Will the appointments consist of executives from the charter school management industry? A group is already writing investor reports on the “strong economic” prospects available through the use of taxpayer money for education. Many of the companies are advertising that they will “do it all,” including writing the school charter applications to be proposed before their own board.

I am not a blind supporter of the Cobb school system. But I am a strong supporter of local government, responsible to the electorate. And I believe that free-market competition raises the bar for all. I don’t believe in “crony capitalism,” which allows laws to be written favoring donors and special interests. Over a half-million dollars has already been raised to promote this amendment, 96 percent of it from outside of Georgia.

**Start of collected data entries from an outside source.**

//! Core types for Tillpoint.
//!
//! This module provides type-safe wrappers for common domain concepts.

pub mod coupon_code;
pub mod discount;
pub mod id;
pub mod price;

pub use coupon_code::{CouponCode, CouponCodeError};
pub use discount::{DiscountRate, DiscountRateError};
pub use id::*;
pub use price::{CurrencyCode, Price, PriceError};
//! Server-side carts, one per visitor.
//!
//! The cookie session only carries the visitor key and identity. A request
//! that touches the cart holds the visitor's lock for its whole duration, so
//! requests from one visitor apply one after another to the live cart.

use std::sync::Arc;
use std::time::Duration;

use moka::future::Cache;
use tillpoint_core::Cart;
use tokio::sync::{Mutex, OwnedMutexGuard};

use crate::models::VisitorKey;
use crate::page::CouponState;

/// Everything the cart page keeps for a visitor between requests.
#[derive(Debug, Clone, Default)]
pub struct VisitorCart {
    pub cart: Cart,
    pub coupon: CouponState,
}

/// Exclusive access to a visitor's cart. Released on drop.
pub type CartLock = OwnedMutexGuard<VisitorCart>;

/// Per-visitor carts, evicted after the same inactivity as the session.
#[derive(Clone)]
pub struct CartRegistry {
    carts: Cache<VisitorKey, Arc<Mutex<VisitorCart>>>,
}

impl CartRegistry {
    /// Create a registry dropping carts untouched for `idle`.
    ///
    /// No capacity bound; an entry is only evicted once idle.
    #[must_use]
    pub fn new(idle: Duration) -> Self {
        Self {
            carts: Cache::builder().time_to_idle(idle).build(),
        }
    }

    /// Lock a visitor's cart, creating an empty one on first use.
    ///
    /// Waits while another request from the same visitor holds it.
    pub async fn lock(&self, visitor: VisitorKey) -> CartLock {
        let entry = self
            .carts
            .get_with(visitor, async { Arc::new(Mutex::new(VisitorCart::default())) })
            .await;
        entry.lock_owned().await
    }
}

impl std::fmt::Debug for CartRegistry {
    fn fmt(&self, f: &mut std::fmt::Formatter<'_>) -> std::fmt::Result {
        f.debug_struct("CartRegistry")
            .field("entries", &self.carts.entry_count())
            .finish()
    }
}
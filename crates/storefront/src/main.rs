//! Tillpoint Storefront - cart page and hosted checkout hand-off.
//!
//! This binary serves the public cart on port 3000.
//!
//! # Architecture
//!
//! - Axum web framework, HTMX-aware handlers
//! - Askama templates for server-side rendering
//! - Remote coupon service for discount validation
//! - Remote checkout endpoint that returns a hosted payment page URL
//! - In-memory sessions holding each visitor's key and identity, with carts
//!   kept server-side per visitor

#![cfg_attr(not(test), forbid(unsafe_code))]

use std::net::SocketAddr;
use std::path::Path;

use sentry::integrations::tracing as sentry_tracing;
use tillpoint_storefront::catalog::Catalog;
use tillpoint_storefront::config::StorefrontConfig;
use tillpoint_storefront::routes;
use tillpoint_storefront::state::AppState;
use tracing_subscriber::{layer::SubscriberExt, util::SubscriberInitExt};

/// Initialize Sentry error tracking and return guard that must be kept alive.
fn init_sentry(config: &StorefrontConfig) -> Option<sentry::ClientInitGuard> {
    let dsn = config.sentry_dsn.as_ref()?;

    let guard = sentry::init((
        dsn.as_str(),
        sentry::ClientOptions {
            release: sentry::release_name!(),
            environment: config
                .sentry_environment
                .clone()
                .map(std::borrow::Cow::Owned),
            attach_stacktrace: true,
            ..Default::default()
        },
    ));

    tracing::info!("Sentry initialized");
    Some(guard)
}

/// Filter tracing events to Sentry event types.
fn sentry_event_filter(metadata: &tracing::Metadata<'_>) -> sentry_tracing::EventFilter {
    match *metadata.level() {
        tracing::Level::ERROR | tracing::Level::WARN => sentry_tracing::EventFilter::Event,
        tracing::Level::INFO | tracing::Level::DEBUG => sentry_tracing::EventFilter::Breadcrumb,
        _ => sentry_tracing::EventFilter::Ignore,
    }
}

#[tokio::main]
async fn main() -> Result<(), Box<dyn std::error::Error>> {
    // Load configuration from environment (needed for Sentry init)
    let config = StorefrontConfig::from_env()?;

    // Initialize Sentry (must be done before tracing subscriber)
    let _sentry_guard = init_sentry(&config);

    // Defaults to info level for our crate if RUST_LOG is not set
    let env_filter = tracing_subscriber::EnvFilter::try_from_default_env()
        .unwrap_or_else(|_| "tillpoint_storefront=info,tower_http=debug".into());

    tracing_subscriber::registry()
        .with(env_filter)
        .with(tracing_subscriber::fmt::layer())
        .with(sentry_tracing::layer().event_filter(sentry_event_filter))
        .init();

    let catalog = Catalog::load(config.catalog_path.as_deref())?;
    let state = AppState::new(config.clone(), catalog)?;

    let app = routes::app(state, Path::new("crates/storefront/static"));

    let addr = config.socket_addr();
    tracing::info!("storefront listening on {}", addr);

    let listener = tokio::net::TcpListener::bind(addr).await?;

    // Connect info feeds the rate limiter when no proxy header is present
    axum::serve(
        listener,
        app.into_make_service_with_connect_info::<SocketAddr>(),
    )
    .with_graceful_shutdown(shutdown_signal())
    .await?;

    Ok(())
}

/// Wait for shutdown signal (Ctrl+C or SIGTERM).
async fn shutdown_signal() {
    let ctrl_c = async {
        if let Err(e) = tokio::signal::ctrl_c().await {
            tracing::error!(error = %e, "Failed to install Ctrl+C handler");
            std::future::pending::<()>().await;
        }
    };

    #[cfg(unix)]
    let terminate = async {
        match tokio::signal::unix::signal(tokio::signal::unix::SignalKind::terminate()) {
            Ok(mut signal) => {
                signal.recv().await;
            }
            Err(e) => {
                tracing::error!(error = %e, "Failed to install SIGTERM handler");
                std::future::pending::<()>().await;
            }
        }
    };

    #[cfg(not(unix))]
    let terminate = std::future::pending::<()>();

    tokio::select! {
        () = ctrl_c => {},
        () = terminate => {},
    }

    tracing::info!("Shutdown signal received, starting graceful shutdown");
}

I am also a huge charter school advocate. I implemented a grass-roots advocacy push to help the creation of a STEM Charter Middle School in Cobb. However, I see this new amendment in the same vein as the TSPLOST: an attempt to solve a true problem but poorly conceived. The “devil is in the details” in both cases.

Love them or hate them, local school boards are responsible to the voters who “hire” them every four years; their meetings must be held in public; and board members must submit annual, sworn, financial disclosure documents including conflict of interest issues (the proposed state board will not be subject to any such rules). It’s not a perfect system, but it’s better than any other.

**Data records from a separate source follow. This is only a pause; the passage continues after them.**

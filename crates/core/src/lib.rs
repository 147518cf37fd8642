//! Tillpoint Core - Shared cart and pricing types.
//!
//! This crate provides the domain model used by the storefront:
//! - `cart` - Cart store trait and the in-memory cart
//! - `coupon` - The applied coupon
//! - `totals` - Subtotal/discount/total computation
//! - `session` - Shopper identity with revision-ordered updates
//!
//! # Architecture
//!
//! The core crate contains only types and traits - no I/O, no HTTP clients.
//! This keeps it lightweight and allows it to be used anywhere.
//!
//! # Modules
//!
//! - [`types`] - Newtype wrappers for type-safe IDs, prices, discount rates and coupon codes

#![cfg_attr(not(test), forbid(unsafe_code))]

pub mod cart;
pub mod coupon;
pub mod session;
pub mod totals;
pub mod types;

pub use cart::{Cart, CartItem, CartStore, Product};
pub use coupon::AppliedCoupon;
pub use session::{Revisioned, Session, SessionTracker};
pub use totals::Totals;
pub use types::*;
//! HTTP route handlers for storefront.
//!
//! # Route Structure
//!
//! ```text
//! GET  /                       - Redirect to /cart
//! GET  /health                 - Health check
//!
//! # Products
//! GET  /products/{id}          - Product detail
//!
//! # Cart (HTMX fragments or full page)
//! GET  /cart                   - Cart page
//! POST /cart/add               - Add to cart (HTMX: count badge, triggers cart-updated)
//! POST /cart/increment         - Quantity + 1
//! POST /cart/decrement         - Quantity - 1, removing the line at zero
//! POST /cart/remove            - Remove line
//! POST /cart/coupon            - Apply coupon (rate limited)
//! POST /cart/coupon/remove     - Remove coupon
//!
//! # Checkout
//! POST /checkout               - 303 to the hosted checkout (HX-Redirect for HTMX)
//!
//! # Auth
//! POST /auth/session           - Development sign-in (STOREFRONT_DEV_SIGN_IN only)
//! POST /auth/logout            - Sign out
//! ```

pub mod auth;
pub mod cart;
pub mod products;

use std::path::Path;
use std::time::Duration;

use axum::{
    Router,
    response::Redirect,
    routing::{get, post},
};
use tower::ServiceBuilder;
use tower_http::{
    services::ServeDir,
    trace::{DefaultOnResponse, OnResponse, TraceLayer},
};
use tracing::Span;

use crate::middleware::{
    coupon_rate_limiter, create_session_layer, request_id_middleware,
    security_headers_middleware,
};
use crate::state::AppState;

/// Create the auth routes router.
pub fn auth_routes(dev_sign_in: bool) -> Router<AppState> {
    let router = Router::new().route("/logout", post(auth::logout));

    if dev_sign_in {
        tracing::warn!("Development sign-in is enabled at /auth/session");
        router.route("/session", post(auth::sign_in))
    } else {
        router
    }
}

/// Create the product routes router.
pub fn product_routes() -> Router<AppState> {
    Router::new().route("/{id}", get(products::show))
}

/// Create the cart routes router.
pub fn cart_routes() -> Router<AppState> {
    let coupon = Router::new()
        .route("/coupon", post(cart::apply_coupon))
        .layer(coupon_rate_limiter());

    Router::new()
        .route("/", get(cart::show))
        .route("/add", post(cart::add))
        .route("/increment", post(cart::increment))
        .route("/decrement", post(cart::decrement))
        .route("/remove", post(cart::remove))
        .route("/coupon/remove", post(cart::remove_coupon))
        .merge(coupon)
}

/// Create all routes for the storefront.
pub fn routes(state: &AppState) -> Router<AppState> {
    Router::new()
        .route("/", get(|| async { Redirect::to("/cart") }))
        .nest("/products", product_routes())
        .nest("/cart", cart_routes())
        .route("/checkout", post(cart::checkout))
        .nest("/auth", auth_routes(state.config().dev_sign_in))
}

/// Build the full application: routes, static files and middleware.
///
/// `static_dir` is served under `/static`.
pub fn app(state: AppState, static_dir: &Path) -> Router {
    let session_layer = create_session_layer(state.config());

    Router::new()
        .route("/health", get(health))
        .merge(routes(&state))
        .nest_service("/static", ServeDir::new(static_dir))
        .layer(
            ServiceBuilder::new()
                .layer(
                    TraceLayer::new_for_http()
                        .make_span_with(|request: &axum::http::Request<_>| {
                            tracing::info_span!(
                                "http_request",
                                method = %request.method(),
                                uri = %request.uri(),
                                request_id = tracing::field::Empty,
                                status = tracing::field::Empty,
                                latency_ms = tracing::field::Empty,
                            )
                        })
                        .on_response(
                            |response: &axum::http::Response<_>,
                             latency: Duration,
                             span: &Span| {
                                span.record("status", response.status().as_u16());
                                span.record(
                                    "latency_ms",
                                    u64::try_from(latency.as_millis()).unwrap_or(u64::MAX),
                                );
                                DefaultOnResponse::default().on_response(response, latency, span);
                            },
                        ),
                )
                .layer(axum::middleware::from_fn(request_id_middleware))
                .layer(session_layer)
                .layer(axum::middleware::from_fn_with_state(
                    state.clone(),
                    security_headers_middleware,
                )),
        )
        .with_state(state)
        // Sentry layers (outermost for full request coverage)
        .layer(sentry_tower::NewSentryLayer::new_from_top())
        .layer(sentry_tower::SentryHttpLayer::new().enable_transaction())
}

/// Liveness health check endpoint.
///
/// Returns "ok" if the server is running. Does not check collaborators.
async fn health() -> &'static str {
    "ok"
}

However, this is not a zero-sum issue. Local schools are currently funded by the state at $4,290 per pupil. The proposed state schools will be funded at $6,392 per student. That money all comes from one place and it’s a finite amount. You can’t cut a pie into additional slices without making each piece smaller. Parents shouldn’t be asked to sacrifice their own children’s education in order to help educate others. That sounds like “redistribution of wealth,” not conservative legislation.

Additionally, some charter schools block acceptance to certain “undesirable” students. Elite private schools do this too, only not with our taxpayer money. Public schools must accept and educate every student. This should be taken into account when comparing test scores and also for consideration of funding.

In so many ways, this legislation will decrease the number of teachers in our community and respect for the profession. And not just by fiscal stress. According to Fox News, a new trend being promoted by charter management companies is to treat teachers as “coaches,” with only one for each subject area for all grades. Most of the instruction will be delivered by the Internet. It delivers more profit to the bottom line. But I’ve seen what strong, effective teachers can do and I believe we should actually be hiring many more to lower the class sizes. No successful person ever thanked a “great computer video” for helping inspire them to achieve.

As with the TSPLOST, let’s defeat this amendment and ask for a “rewrite.”

JoEllen Smith is a former Republican candidate for the Georgia State House of Representatives from NE Cobb.
Comments
(15)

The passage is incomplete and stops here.